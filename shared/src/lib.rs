//! Shared course-marketplace models and the browser-independent logic behind
//! the course authoring wizard and the catalog page.
//!
//! Everything here compiles for both the native test target and
//! `wasm32-unknown-unknown`, so the frontend only adds rendering and HTTP.

use serde::{Deserialize, Serialize};

pub mod api;
pub mod catalog;
pub mod course_form;
pub mod error;
pub mod wizard;

pub use api::{ApiConfig, CourseApi};
pub use catalog::{filter_courses, resolve_category_id, CatalogTab};
pub use course_form::{CourseFormValues, CoursePayload, FormDraftDiff, PayloadValue};
pub use error::{ApiError, CourseFormError, LookupError, SubmitMode, ValidationErrors};
pub use wizard::{WizardContext, WizardController};

/// Publication state of a course on the backend.
#[derive(Debug, Clone, Copy, PartialEq, Eq, Default, Serialize, Deserialize)]
#[serde(rename_all = "lowercase")]
pub enum CourseStatus {
    /// Still being authored; newly created courses always start here.
    #[default]
    Draft,
    /// Visible in the catalog.
    Published,
}

impl CourseStatus {
    /// Wire value used in request payloads.
    pub fn as_str(self) -> &'static str {
        match self {
            CourseStatus::Draft => "draft",
            CourseStatus::Published => "published",
        }
    }
}

/// Category reference on a course record.
///
/// The backend returns either the bare id or the populated category document,
/// depending on the endpoint.
#[derive(Debug, Clone, PartialEq, Eq, Serialize, Deserialize)]
#[serde(untagged)]
pub enum CategoryRef {
    /// Bare category id.
    Id(String),
    /// Populated category document.
    Populated {
        /// Category id.
        #[serde(rename = "_id")]
        id: String,
        /// Display name, when the backend includes it.
        #[serde(default)]
        name: Option<String>,
    },
}

impl CategoryRef {
    /// Id of the referenced category regardless of representation.
    pub fn id(&self) -> &str {
        match self {
            CategoryRef::Id(id) => id,
            CategoryRef::Populated {
                id, ..
            } => id,
        }
    }
}

impl Default for CategoryRef {
    fn default() -> Self {
        CategoryRef::Id(String::new())
    }
}

/// Course as persisted by the backend; the baseline every edit is diffed
/// against.
#[derive(Debug, Clone, PartialEq, Eq, Default, Serialize, Deserialize)]
pub struct CourseRecord {
    /// Server-assigned id.
    #[serde(rename = "_id")]
    pub id: String,
    /// Course title.
    #[serde(rename = "courseName", default)]
    pub title: String,
    /// Short description shown on cards and the course page.
    #[serde(rename = "courseDescription", default)]
    pub short_description: String,
    /// Price in whole currency units.
    #[serde(default)]
    pub price: i64,
    /// Ordered tag list.
    #[serde(rename = "tag", default)]
    pub tags: Vec<String>,
    /// Category the course belongs to.
    #[serde(default)]
    pub category: CategoryRef,
    /// "What you will learn" text.
    #[serde(rename = "whatYouWillLearn", default)]
    pub benefits: String,
    /// Ordered requirement/instruction list.
    #[serde(rename = "instructions", default)]
    pub requirements: Vec<String>,
    /// Stored thumbnail URL.
    #[serde(default)]
    pub thumbnail: String,
    /// Publication state.
    #[serde(default)]
    pub status: CourseStatus,
}

/// Instructor details embedded in a course summary.
#[derive(Debug, Clone, PartialEq, Eq, Serialize, Deserialize)]
pub struct InstructorInfo {
    /// First name.
    #[serde(rename = "firstName", default)]
    pub first_name: String,
    /// Last name.
    #[serde(rename = "lastName", default)]
    pub last_name: String,
}

/// Read-only course listing entry used by the catalog views.
#[derive(Debug, Clone, PartialEq, Eq, Default, Serialize, Deserialize)]
pub struct CourseSummary {
    /// Course id.
    #[serde(rename = "_id")]
    pub id: String,
    /// Display name; the only field search looks at.
    #[serde(rename = "courseName")]
    pub name: String,
    /// Thumbnail URL.
    #[serde(default)]
    pub thumbnail: Option<String>,
    /// Price in whole currency units.
    #[serde(default)]
    pub price: Option<i64>,
    /// Instructor, when populated.
    #[serde(default)]
    pub instructor: Option<InstructorInfo>,
    /// Number of reviews (the backend sends review ids).
    #[serde(rename = "ratingAndReviews", default, deserialize_with = "review_count")]
    pub review_count: usize,
    /// Creation time as an RFC 3339 string.
    #[serde(rename = "createdAt", default)]
    pub created_at: Option<String>,
}

fn review_count<'de, D>(deserializer: D) -> Result<usize, D::Error>
where
    D: serde::Deserializer<'de>,
{
    let reviews = Option::<Vec<serde_json::Value>>::deserialize(deserializer)?;
    Ok(reviews.map_or(0, |reviews| reviews.len()))
}

/// Course category with the courses filed under it.
#[derive(Debug, Clone, PartialEq, Eq, Default, Serialize, Deserialize)]
pub struct Category {
    /// Category id.
    #[serde(rename = "_id")]
    pub id: String,
    /// Display name, also the source of the catalog URL slug.
    pub name: String,
    /// Hero text for the catalog page.
    #[serde(default)]
    pub description: String,
    /// Courses in this category, server ordered.
    #[serde(default)]
    pub courses: Vec<CourseSummary>,
}

/// Data behind one catalog page.
#[derive(Debug, Clone, PartialEq, Eq, Default, Serialize, Deserialize)]
pub struct CatalogPageData {
    /// Category the page is about.
    #[serde(rename = "selectedCategory")]
    pub selected_category: Category,
    /// Another category promoted below the main slider.
    #[serde(rename = "differentCategory", default)]
    pub different_category: Option<Category>,
    /// Best sellers across the marketplace.
    #[serde(rename = "mostSellingCourses", default)]
    pub most_selling_courses: Vec<CourseSummary>,
}

#[cfg(test)]
mod tests {
    use super::*;

    #[test]
    fn course_record_accepts_populated_category() -> anyhow::Result<()> {
        let record: CourseRecord = serde_json::from_str(
            r#"{
                "_id": "c-1",
                "courseName": "Rust 101",
                "courseDescription": "Ownership first",
                "price": 7000,
                "tag": ["rust", "systems"],
                "category": { "_id": "cat-9", "name": "Programming" },
                "whatYouWillLearn": "Borrowing",
                "instructions": ["A laptop"],
                "thumbnail": "https://cdn.example.com/t.png",
                "status": "draft"
            }"#,
        )?;

        assert_eq!(record.category.id(), "cat-9");
        assert_eq!(record.tags, vec!["rust".to_string(), "systems".to_string()]);
        assert_eq!(record.status, CourseStatus::Draft);
        Ok(())
    }

    #[test]
    fn course_record_accepts_bare_category_id() -> anyhow::Result<()> {
        let record: CourseRecord =
            serde_json::from_str(r#"{ "_id": "c-2", "category": "cat-1" }"#)?;
        assert_eq!(record.category, CategoryRef::Id("cat-1".to_string()));
        assert!(record.requirements.is_empty());
        Ok(())
    }

    #[test]
    fn course_summary_counts_reviews() -> anyhow::Result<()> {
        let summary: CourseSummary = serde_json::from_str(
            r#"{ "_id": "s-1", "courseName": "Go", "ratingAndReviews": ["r1", "r2"] }"#,
        )?;
        assert_eq!(summary.review_count, 2);
        assert_eq!(summary.price, None);
        Ok(())
    }
}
+ + + +
Set every record down word for word, omitting none.

--- WRITTEN SOLUTION ---
filename shared/src/lib.rs
//! Shared course-marketplace models and the browser-independent logic behind
//! the course authoring wizard and the catalog page.
//!
//! Everything here compiles for both the native test target and
//! `wasm32-unknown-unknown`, so the frontend only adds rendering and HTTP.

use serde::{Deserialize, Serialize};

pub mod api;
pub mod catalog;
pub mod course_form;
pub mod error;
pub mod wizard;

pub use api::{ApiConfig, CourseApi};
pub use catalog::{filter_courses, resolve_category_id, CatalogTab};
pub use course_form::{CourseFormValues, CoursePayload, FormDraftDiff, PayloadValue};
pub use error::{ApiError, CourseFormError, LookupError, SubmitMode, ValidationErrors};
pub use wizard::{WizardContext, WizardController};

/// Publication state of a course on the backend.
#[derive(Debug, Clone, Copy, PartialEq, Eq, Default, Serialize, Deserialize)]
#[serde(rename_all = "lowercase")]
pub enum CourseStatus {
    /// Still being authored; newly created courses always start here.
    #[default]
    Draft,
    /// Visible in the catalog.
    Published,
}

impl CourseStatus {
    /// Wire value used in request payloads.
    pub fn as_str(self) -> &'static str {
        match self {
            CourseStatus::Draft => "draft",
            CourseStatus::Published => "published",
        }
    }
}

/// Category reference on a course record.
///
/// The backend returns either the bare id or the populated category document,
/// depending on the endpoint.
#[derive(Debug, Clone, PartialEq, Eq, Serialize, Deserialize)]
#[serde(untagged)]
pub enum CategoryRef {
    /// Bare category id.
    Id(String),
    /// Populated category document.
    Populated {
        /// Category id.
        #[serde(rename = "_id")]
        id: String,
        /// Display name, when the backend includes it.
        #[serde(default)]
        name: Option<String>,
    },
}

impl CategoryRef {
    /// Id of the referenced category regardless of representation.
    pub fn id(&self) -> &str {
        match self {
            CategoryRef::Id(id) => id,
            CategoryRef::Populated {
                id, ..
            } => id,
        }
    }
}

impl Default for CategoryRef {
    fn default() -> Self {
        CategoryRef::Id(String::new())
    }
}

/// Course as persisted by the backend; the baseline every edit is diffed
/// against.
#[derive(Debug, Clone, PartialEq, Eq, Default, Serialize, Deserialize)]
pub struct CourseRecord {
    /// Server-assigned id.
    #[serde(rename = "_id")]
    pub id: String,
    /// Course title.
    #[serde(rename = "courseName", default)]
    pub title: String,
    /// Short description shown on cards and the course page.
    #[serde(rename = "courseDescription", default)]
    pub short_description: String,
    /// Price in whole currency units.
    #[serde(default)]
    pub price: i64,
    /// Ordered tag list.
    #[serde(rename = "tag", default)]
    pub tags: Vec<String>,
    /// Category the course belongs to.
    #[serde(default)]
    pub category: CategoryRef,
    /// "What you will learn" text.
    #[serde(rename = "whatYouWillLearn", default)]
    pub benefits: String,
    /// Ordered requirement/instruction list.
    #[serde(rename = "instructions", default)]
    pub requirements: Vec<String>,
    /// Stored thumbnail URL.
    #[serde(default)]
    pub thumbnail: String,
    /// Publication state.
    #[serde(default)]
    pub status: CourseStatus,
}

/// Instructor details embedded in a course summary.
#[derive(Debug, Clone, PartialEq, Eq, Serialize, Deserialize)]
pub struct InstructorInfo {
    /// First name.
    #[serde(rename = "firstName", default)]
    pub first_name: String,
    /// Last name.
    #[serde(rename = "lastName", default)]
    pub last_name: String,
}

/// Read-only course listing entry used by the catalog views.
#[derive(Debug, Clone, PartialEq, Eq, Default, Serialize, Deserialize)]
pub struct CourseSummary {
    /// Course id.
    #[serde(rename = "_id")]
    pub id: String,
    /// Display name; the only field search looks at.
    #[serde(rename = "courseName")]
    pub name: String,
    /// Thumbnail URL.
    #[serde(default)]
    pub thumbnail: Option<String>,
    /// Price in whole currency units.
    #[serde(default)]
    pub price: Option<i64>,
    /// Instructor, when populated.
    #[serde(default)]
    pub instructor: Option<InstructorInfo>,
    /// Number of reviews (the backend sends review ids).
    #[serde(rename = "ratingAndReviews", default, deserialize_with = "review_count")]
    pub review_count: usize,
    /// Creation time as an RFC 3339 string.
    #[serde(rename = "createdAt", default)]
    pub created_at: Option<String>,
}

fn review_count<'de, D>(deserializer: D) -> Result<usize, D::Error>
where
    D: serde::Deserializer<'de>,
{
    let reviews = Option::<Vec<serde_json::Value>>::deserialize(deserializer)?;
    Ok(reviews.map_or(0, |reviews| reviews.len()))
}

/// Course category with the courses filed under it.
#[derive(Debug, Clone, PartialEq, Eq, Default, Serialize, Deserialize)]
pub struct Category {
    /// Category id.
    #[serde(rename = "_id")]
    pub id: String,
    /// Display name, also the source of the catalog URL slug.
    pub name: String,
    /// Hero text for the catalog page.
    #[serde(default)]
    pub description: String,
    /// Courses in this category, server ordered.
    #[serde(default)]
    pub courses: Vec<CourseSummary>,
}

/// Data behind one catalog page.
#[derive(Debug, Clone, PartialEq, Eq, Default, Serialize, Deserialize)]
pub struct CatalogPageData {
    /// Category the page is about.
    #[serde(rename = "selectedCategory")]
    pub selected_category: Category,
    /// Another category promoted below the main slider.
    #[serde(rename = "differentCategory", default)]
    pub different_category: Option<Category>,
    /// Best sellers across the marketplace.
    #[serde(rename = "mostSellingCourses", default)]
    pub most_selling_courses: Vec<CourseSummary>,
}

#[cfg(test)]
mod tests {
    use super::*;

    #[test]
    fn course_record_accepts_populated_category() -> anyhow::Result<()> {
        let record: CourseRecord = serde_json::from_str(
            r#"{
                "_id": "c-1",
                "courseName": "Rust 101",
                "courseDescription": "Ownership first",
                "price": 7000,
                "tag": ["rust", "systems"],
                "category": { "_id": "cat-9", "name": "Programming" },
                "whatYouWillLearn": "Borrowing",
                "instructions": ["A laptop"],
                "thumbnail": "https://cdn.example.com/t.png",
                "status": "draft"
            }"#,
        )?;

        assert_eq!(record.category.id(), "cat-9");
        assert_eq!(record.tags, vec!["rust".to_string(), "systems".to_string()]);
        assert_eq!(record.status, CourseStatus::Draft);
        Ok(())
    }

    #[test]
    fn course_record_accepts_bare_category_id() -> anyhow::Result<()> {
        let record: CourseRecord =
            serde_json::from_str(r#"{ "_id": "c-2", "category": "cat-1" }"#)?;
        assert_eq!(record.category, CategoryRef::Id("cat-1".to_string()));
        assert!(record.requirements.is_empty());
        Ok(())
    }

    #[test]
    fn course_summary_counts_reviews() -> anyhow::Result<()> {
        let summary: CourseSummary = serde_json::from_str(
            r#"{ "_id": "s-1", "courseName": "Go", "ratingAndReviews": ["r1", "r2"] }"#,
        )?;
        assert_eq!(summary.review_count, 2);
        assert_eq!(summary.price, None);
        Ok(())
    }
}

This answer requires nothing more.